We knew we were in a flood zone when we built the house, but only by a few inches. We are in a 100-year floodplain. That means there is a 1-in-100 chance of flood in any year. We built for the possibility of floods and we had no damage. We prepared. But mostly we were incredibly lucky.
This is where our house is. We are close enough to the brook to flood, but we are up hill from Somerset Drive and Arlington, so it would seem the water would go down hill and it would be impossible to really really flood.
We have extremely deep and wide engineered footers that allow water to drain away. There is a layer of gravel wrapped in fabric to let water flow through. The footers are poured on top of that.
The footers are 5-feet or more deep and 3-feet or more wide poured with fiber reinforced concrete. All of the footings are connected and have a slight slope to drain to the sump area, that black spot on the left, located outside the house. Water will be drained by gravity away from the foundation.
There is a pump in the sump area well to move water to the waterway behind the house.
Flow through block will let water flow under the house and back out again if it ever floods high enough.

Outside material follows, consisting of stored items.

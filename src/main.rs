//! xchain-bridge - validator-attested cross-chain transfer bridge
//!
//! Runs the bridge core with its coordination engine, the status API and the
//! Prometheus metrics endpoint. Chain watchers feed observations through the
//! coordination engine's channel.

use anyhow::{Context, Result};
use std::sync::Arc;
use tokio::signal;
use tokio::sync::mpsc;
use tracing::{error, info, warn};

use xchain_bridge::api::{self, AppState};
use xchain_bridge::config::{LoggingConfig, Settings};
use xchain_bridge::coordination::CoordinationEngine;
use xchain_bridge::metrics::{self, MetricsServer};
use xchain_bridge::state::{BridgeRepository, InMemoryRepository};
use xchain_bridge::BridgeNode;

#[tokio::main]
async fn main() -> Result<()> {
    // Load configuration
    let settings = Settings::load().context("Failed to load configuration")?;

    // Initialize logging
    init_logging(&settings.logging);

    info!("Starting xchain-bridge v{}", env!("CARGO_PKG_VERSION"));
    info!(
        "Loaded configuration for {} chains and {} asset mappings",
        settings.bridge.supported_chains.len(),
        settings.asset_mappings.len()
    );

    // Wire the bridge core
    let node = BridgeNode::from_settings(settings.clone()).context("Failed to build bridge core")?;

    let repository: Arc<dyn BridgeRepository> = Arc::new(InMemoryRepository::new());

    // Initialize metrics server
    let metrics_server = if settings.metrics.enabled {
        Some(MetricsServer::new(settings.metrics.port))
    } else {
        None
    };
    metrics::record_bridge_paused(false);

    // Initialize coordination engine
    let coordination_engine = Arc::new(
        CoordinationEngine::new(
            node.orchestrator.clone(),
            node.batches.clone(),
            repository.clone(),
            settings.maintenance.clone(),
        )
        .await
        .context("Failed to initialize coordination engine")?,
    );
    info!("Coordination engine initialized");

    // Chain watchers send observations through this channel
    let (_watcher_tx, watcher_rx) = mpsc::channel(settings.maintenance.watcher_queue.max(1));

    // Start API server
    let api_handle = if settings.api.enabled {
        let state = AppState::new(node.orchestrator.clone(), node.batches.clone(), repository.clone());
        let config = settings.api.clone();
        Some(tokio::spawn(async move {
            if let Err(e) = api::run_server(config, state).await {
                error!("API server error: {}", e);
            }
        }))
    } else {
        None
    };

    // Start metrics server
    let metrics_handle = metrics_server.map(|server| {
        tokio::spawn(async move {
            if let Err(e) = server.run().await {
                error!("Metrics server error: {}", e);
            }
        })
    });

    // Start coordination engine
    let coordination_handle = tokio::spawn({
        let engine = coordination_engine.clone();
        async move {
            if let Err(e) = engine.run(watcher_rx).await {
                error!("Coordination engine error: {}", e);
            }
        }
    });

    let (total, active) = node.consensus.validator_counts().await;
    if active < settings.bridge.min_validators {
        warn!(
            total,
            active,
            min_validators = settings.bridge.min_validators,
            "Validator set below configured minimum"
        );
    }

    info!("xchain-bridge is running");
    if settings.api.enabled {
        info!("API server: http://{}:{}", settings.api.host, settings.api.port);
    }
    if settings.metrics.enabled {
        info!("Metrics: http://0.0.0.0:{}/metrics", settings.metrics.port);
    }

    // Wait for shutdown signal
    shutdown_signal().await;

    info!("Shutdown signal received, stopping...");

    // Graceful shutdown
    coordination_engine.stop().await;
    if let Err(e) = coordination_handle.await {
        warn!("Coordination engine task ended abnormally: {}", e);
    }

    // Abort background tasks
    if let Some(h) = api_handle {
        h.abort();
    }
    if let Some(h) = metrics_handle {
        h.abort();
    }

    info!("xchain-bridge stopped");
    Ok(())
}

fn init_logging(config: &LoggingConfig) {
    use tracing_subscriber::{fmt, prelude::*, EnvFilter};

    let filter = EnvFilter::try_from_default_env().unwrap_or_else(|_| {
        EnvFilter::new(
            config
                .filter
                .as_deref()
                .unwrap_or("info,xchain_bridge=debug,hyper=warn,tower_http=info"),
        )
    });

    let registry = tracing_subscriber::registry().with(filter);
    if config.json {
        registry.with(fmt::layer().json().with_target(true)).init();
    } else {
        registry
            .with(fmt::layer().with_target(true).with_thread_ids(true))
            .init();
    }
}

async fn shutdown_signal() {
    let ctrl_c = async {
        if let Err(e) = signal::ctrl_c().await {
            error!("Failed to listen for Ctrl+C: {}", e);
            std::future::pending::<()>().await;
        }
    };

    #[cfg(unix)]
    let terminate = async {
        match signal::unix::signal(signal::unix::SignalKind::terminate()) {
            Ok(mut stream) => {
                stream.recv().await;
            }
            Err(e) => {
                error!("Failed to install SIGTERM handler: {}", e);
                std::future::pending::<()>().await;
            }
        }
    };

    #[cfg(not(unix))]
    let terminate = std::future::pending::<()>();

    tokio::select! {
        _ = ctrl_c => {},
        _ = terminate => {},
    }
}
//! Error types for the bridge core

use thiserror::Error;

/// Coarse classification of a [`BridgeError`], used by callers to decide
/// whether to fix the request, wait, or stop retrying.
#[derive(Debug, Clone, Copy, PartialEq, Eq, Hash)]
pub enum ErrorKind {
    /// Malformed input: chain id, address, amount bounds
    Validation,
    /// Operation not valid for the entity's current status
    State,
    /// Unknown transaction, validator or batch
    NotFound,
    /// Rate limit, blacklist, suspicious pattern, emergency pause
    Security,
    /// Daily or global volume exhausted
    Limit,
    /// Inactive validator, insufficient stake, bad signature
    Consensus,
    Config,
    Internal,
}

impl ErrorKind {
    pub fn as_str(&self) -> &'static str {
        match self {
            ErrorKind::Validation => "validation",
            ErrorKind::State => "state",
            ErrorKind::NotFound => "not_found",
            ErrorKind::Security => "security",
            ErrorKind::Limit => "limit",
            ErrorKind::Consensus => "consensus",
            ErrorKind::Config => "config",
            ErrorKind::Internal => "internal",
        }
    }
}

/// Main error type for the bridge
#[derive(Error, Debug, Clone, PartialEq)]
pub enum BridgeError {
    #[error("Configuration error: {0}")]
    Config(String),

    #[error("Bridge is paused")]
    BridgePaused,

    #[error("Bridge is in emergency mode")]
    BridgeEmergency,

    #[error("Bridge is upgrading")]
    BridgeUpgrading,

    #[error("Invalid chain: {0}")]
    InvalidChain(String),

    #[error("Invalid address: {0:?}")]
    InvalidAddress(String),

    #[error("Asset {asset_type} not supported from {source_chain} to {destination_chain}")]
    AssetNotSupported {
        source_chain: String,
        destination_chain: String,
        asset_type: String,
    },

    #[error("Asset mapping {0} not found")]
    AssetMappingNotFound(String),

    #[error("Amount {amount} outside of bounds [{min}, {max}]")]
    AmountOutOfBounds {
        amount: String,
        min: String,
        max: String,
    },

    #[error("Daily limit exceeded for {scope}: requested {requested}, remaining {remaining}")]
    DailyLimitExceeded {
        scope: String,
        requested: String,
        remaining: String,
    },

    #[error("Transaction {tx_id} not found")]
    TransactionNotFound { tx_id: String },

    #[error("Transaction {tx_id} is {actual}, expected {expected}")]
    WrongState {
        tx_id: String,
        actual: String,
        expected: String,
    },

    #[error("Validator {0} not found")]
    ValidatorNotFound(String),

    #[error("Validator {0} already registered")]
    ValidatorExists(String),

    #[error("Validator {0} is inactive")]
    ValidatorInactive(String),

    #[error("Stake {stake} is below threshold {threshold}")]
    InsufficientStake { stake: String, threshold: String },

    #[error("Validator {0} has unresolved confirmations")]
    PendingConfirmations(String),

    #[error("Invalid signature from validator {0}")]
    InvalidSignature(String),

    #[error("Rate limit exceeded for {address}: {count} requests in {window_secs}s")]
    RateLimitExceeded {
        address: String,
        count: usize,
        window_secs: u64,
    },

    #[error("Address {0} is blacklisted")]
    Blacklisted(String),

    #[error("Suspicious activity detected: {0}")]
    SuspiciousActivity(String),

    #[error("Bridge is already paused")]
    AlreadyPaused,

    #[error("Bridge is not paused")]
    NotPaused,

    #[error("Batch {0} not found")]
    BatchNotFound(String),

    #[error("Batch {batch_id} is {actual}, expected {expected}")]
    BatchWrongState {
        batch_id: String,
        actual: String,
        expected: String,
    },

    #[error("No transfers provided")]
    EmptyBatch,

    #[error("Batch size {size} exceeds maximum {max}")]
    BatchTooLarge { size: usize, max: usize },

    #[error("Invalid transfer at index {index}: {reason}")]
    InvalidTransfer { index: usize, reason: String },

    #[error("Internal error: {0}")]
    Internal(String),
}

impl BridgeError {
    /// Taxonomy bucket of this error
    pub fn kind(&self) -> ErrorKind {
        match self {
            BridgeError::InvalidChain(_)
            | BridgeError::InvalidAddress(_)
            | BridgeError::AssetNotSupported { .. }
            | BridgeError::AmountOutOfBounds { .. }
            | BridgeError::EmptyBatch
            | BridgeError::BatchTooLarge { .. }
            | BridgeError::InvalidTransfer { .. } => ErrorKind::Validation,

            BridgeError::WrongState { .. }
            | BridgeError::BatchWrongState { .. }
            | BridgeError::ValidatorExists(_)
            | BridgeError::PendingConfirmations(_)
            | BridgeError::AlreadyPaused
            | BridgeError::NotPaused
            | BridgeError::BridgeUpgrading => ErrorKind::State,

            BridgeError::TransactionNotFound { .. }
            | BridgeError::ValidatorNotFound(_)
            | BridgeError::AssetMappingNotFound(_)
            | BridgeError::BatchNotFound(_) => ErrorKind::NotFound,

            BridgeError::BridgePaused
            | BridgeError::BridgeEmergency
            | BridgeError::RateLimitExceeded { .. }
            | BridgeError::Blacklisted(_)
            | BridgeError::SuspiciousActivity(_) => ErrorKind::Security,

            BridgeError::DailyLimitExceeded { .. } => ErrorKind::Limit,

            BridgeError::ValidatorInactive(_)
            | BridgeError::InsufficientStake { .. }
            | BridgeError::InvalidSignature(_) => ErrorKind::Consensus,

            BridgeError::Config(_) => ErrorKind::Config,
            BridgeError::Internal(_) => ErrorKind::Internal,
        }
    }

    /// Check if the same request may succeed later without modification
    pub fn is_retryable(&self) -> bool {
        matches!(
            self,
            BridgeError::RateLimitExceeded { .. }
                | BridgeError::DailyLimitExceeded { .. }
                | BridgeError::BridgePaused
                | BridgeError::BridgeEmergency
                | BridgeError::BridgeUpgrading
        )
    }

    /// Check if error should trigger an alert
    pub fn should_alert(&self) -> bool {
        matches!(
            self,
            BridgeError::Blacklisted(_)
                | BridgeError::SuspiciousActivity(_)
                | BridgeError::BridgeEmergency
                | BridgeError::InvalidSignature(_)
        )
    }
}

/// Result type for bridge operations
pub type BridgeResult<T> = Result<T, BridgeError>;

Truck loads of dirt inside and outside the house brought the lot above flood level.
The hot water heater is raised on a platform.
There is a platform for the heat pump. At first it was attached to the house, but it was REALLY noisy that way so the builders came back, put on two more legs and disconnected it from the wall.
The heat pump is on stilts so it stayed above the flood.
The water rose fast enough and high enough during Helene to get to the flow-through block and flow under the house.
The water was higher than the carport, which was above the flood elevation.
The house was completely surrounded by rushing water. Rushing water passed under the house. Flood water went significantly further than the map shows the flood zone. And we had no damage at all.
The generator is on a bit of a platform and there is a pan to keep water out of the generator. It’s actually higher than it looks in the photo.
We were out of power for days, but we had a generator that runs on natural gas so we didn’t have to wait in lines or go hunting gas or propane.